(Saved data entries)
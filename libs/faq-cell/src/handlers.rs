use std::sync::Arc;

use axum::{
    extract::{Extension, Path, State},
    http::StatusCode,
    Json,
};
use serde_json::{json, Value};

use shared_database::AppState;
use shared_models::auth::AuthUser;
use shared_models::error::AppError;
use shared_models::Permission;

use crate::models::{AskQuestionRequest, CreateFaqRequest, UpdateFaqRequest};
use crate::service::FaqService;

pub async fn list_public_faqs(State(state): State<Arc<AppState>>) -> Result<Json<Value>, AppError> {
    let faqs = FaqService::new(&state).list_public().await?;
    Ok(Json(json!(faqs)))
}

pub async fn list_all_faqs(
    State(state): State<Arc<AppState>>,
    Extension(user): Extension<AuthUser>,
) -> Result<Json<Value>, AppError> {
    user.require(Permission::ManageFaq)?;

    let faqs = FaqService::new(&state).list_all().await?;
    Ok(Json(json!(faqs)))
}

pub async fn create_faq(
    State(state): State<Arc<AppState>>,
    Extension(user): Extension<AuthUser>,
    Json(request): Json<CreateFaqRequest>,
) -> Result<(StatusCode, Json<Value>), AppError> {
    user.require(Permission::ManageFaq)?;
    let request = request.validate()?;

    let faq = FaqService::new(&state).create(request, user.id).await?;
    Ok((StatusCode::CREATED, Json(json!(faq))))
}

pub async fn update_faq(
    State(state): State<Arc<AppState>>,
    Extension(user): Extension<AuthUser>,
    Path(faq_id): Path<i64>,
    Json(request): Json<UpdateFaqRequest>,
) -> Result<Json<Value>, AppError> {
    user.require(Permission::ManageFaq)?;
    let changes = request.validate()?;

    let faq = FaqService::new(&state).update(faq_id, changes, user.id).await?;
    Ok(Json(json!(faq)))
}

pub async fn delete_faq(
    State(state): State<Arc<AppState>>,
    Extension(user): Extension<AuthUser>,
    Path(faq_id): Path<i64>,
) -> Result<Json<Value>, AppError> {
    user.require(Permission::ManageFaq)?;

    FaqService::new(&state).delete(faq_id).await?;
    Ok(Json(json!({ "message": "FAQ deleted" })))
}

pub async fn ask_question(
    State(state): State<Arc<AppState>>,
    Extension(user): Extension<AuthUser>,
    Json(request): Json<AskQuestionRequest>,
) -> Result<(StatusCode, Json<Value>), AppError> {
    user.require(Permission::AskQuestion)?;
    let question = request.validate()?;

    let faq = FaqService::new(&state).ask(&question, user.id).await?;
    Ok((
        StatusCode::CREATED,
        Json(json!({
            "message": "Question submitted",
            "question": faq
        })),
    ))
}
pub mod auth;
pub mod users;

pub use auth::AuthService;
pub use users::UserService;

--

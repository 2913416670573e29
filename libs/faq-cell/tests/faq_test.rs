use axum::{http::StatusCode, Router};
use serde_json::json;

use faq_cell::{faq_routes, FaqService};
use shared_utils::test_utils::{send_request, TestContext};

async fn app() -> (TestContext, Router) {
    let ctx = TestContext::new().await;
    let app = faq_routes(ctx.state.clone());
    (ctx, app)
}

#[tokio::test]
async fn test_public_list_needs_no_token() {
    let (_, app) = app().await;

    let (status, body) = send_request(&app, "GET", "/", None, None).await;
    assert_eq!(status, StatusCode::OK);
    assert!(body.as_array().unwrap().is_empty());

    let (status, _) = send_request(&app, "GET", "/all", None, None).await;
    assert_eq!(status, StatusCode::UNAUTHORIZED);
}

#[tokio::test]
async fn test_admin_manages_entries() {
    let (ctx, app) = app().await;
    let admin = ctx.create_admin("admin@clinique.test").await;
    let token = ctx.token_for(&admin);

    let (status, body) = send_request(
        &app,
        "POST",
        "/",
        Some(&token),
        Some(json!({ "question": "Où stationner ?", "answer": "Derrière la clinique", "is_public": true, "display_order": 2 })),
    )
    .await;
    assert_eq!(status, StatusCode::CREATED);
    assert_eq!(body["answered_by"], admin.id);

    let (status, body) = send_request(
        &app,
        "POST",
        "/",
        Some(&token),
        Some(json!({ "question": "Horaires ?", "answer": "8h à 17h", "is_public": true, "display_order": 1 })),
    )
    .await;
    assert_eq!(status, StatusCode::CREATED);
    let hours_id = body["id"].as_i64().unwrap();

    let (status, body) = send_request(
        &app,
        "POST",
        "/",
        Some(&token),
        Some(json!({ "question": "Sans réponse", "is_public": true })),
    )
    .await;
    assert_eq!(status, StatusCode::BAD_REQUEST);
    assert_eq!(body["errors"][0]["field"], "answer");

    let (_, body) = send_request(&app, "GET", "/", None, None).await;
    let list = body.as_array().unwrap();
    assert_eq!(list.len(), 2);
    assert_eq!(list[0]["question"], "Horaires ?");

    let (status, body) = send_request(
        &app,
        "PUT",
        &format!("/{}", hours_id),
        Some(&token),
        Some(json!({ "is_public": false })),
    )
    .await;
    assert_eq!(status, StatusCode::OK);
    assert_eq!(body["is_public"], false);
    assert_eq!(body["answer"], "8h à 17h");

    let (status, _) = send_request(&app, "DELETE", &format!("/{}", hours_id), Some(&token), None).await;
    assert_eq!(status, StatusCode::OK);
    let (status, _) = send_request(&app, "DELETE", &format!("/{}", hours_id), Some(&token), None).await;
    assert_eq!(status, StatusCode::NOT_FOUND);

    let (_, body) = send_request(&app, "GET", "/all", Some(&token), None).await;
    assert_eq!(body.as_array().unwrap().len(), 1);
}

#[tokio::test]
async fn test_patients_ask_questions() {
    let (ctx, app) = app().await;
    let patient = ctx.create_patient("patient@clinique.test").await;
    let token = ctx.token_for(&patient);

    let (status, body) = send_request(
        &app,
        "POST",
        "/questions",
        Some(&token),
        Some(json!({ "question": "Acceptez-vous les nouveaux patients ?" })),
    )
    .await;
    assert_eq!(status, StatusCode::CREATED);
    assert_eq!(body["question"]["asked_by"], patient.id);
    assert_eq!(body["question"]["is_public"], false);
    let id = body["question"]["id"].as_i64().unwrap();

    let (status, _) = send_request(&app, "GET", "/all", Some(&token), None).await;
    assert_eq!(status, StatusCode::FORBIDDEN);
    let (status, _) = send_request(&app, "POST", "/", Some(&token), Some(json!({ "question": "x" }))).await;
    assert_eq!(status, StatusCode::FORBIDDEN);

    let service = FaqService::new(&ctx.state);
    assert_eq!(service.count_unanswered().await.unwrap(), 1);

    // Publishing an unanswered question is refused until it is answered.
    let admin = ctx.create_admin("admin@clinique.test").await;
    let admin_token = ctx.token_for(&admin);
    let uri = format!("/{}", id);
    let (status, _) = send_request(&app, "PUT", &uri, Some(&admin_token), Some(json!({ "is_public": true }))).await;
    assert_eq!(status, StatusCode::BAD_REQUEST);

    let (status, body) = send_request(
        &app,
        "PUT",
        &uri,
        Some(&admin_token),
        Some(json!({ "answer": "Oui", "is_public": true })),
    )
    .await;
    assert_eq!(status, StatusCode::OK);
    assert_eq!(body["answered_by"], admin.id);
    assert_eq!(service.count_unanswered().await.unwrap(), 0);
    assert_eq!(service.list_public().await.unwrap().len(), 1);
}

WHAT IS BEING ASKED:
When the entries above show the word "validate" in a line, copy that line out.

SOLUTION BELOW:
    let request = request.validate()?;
    let changes = request.validate()?;
    let question = request.validate()?;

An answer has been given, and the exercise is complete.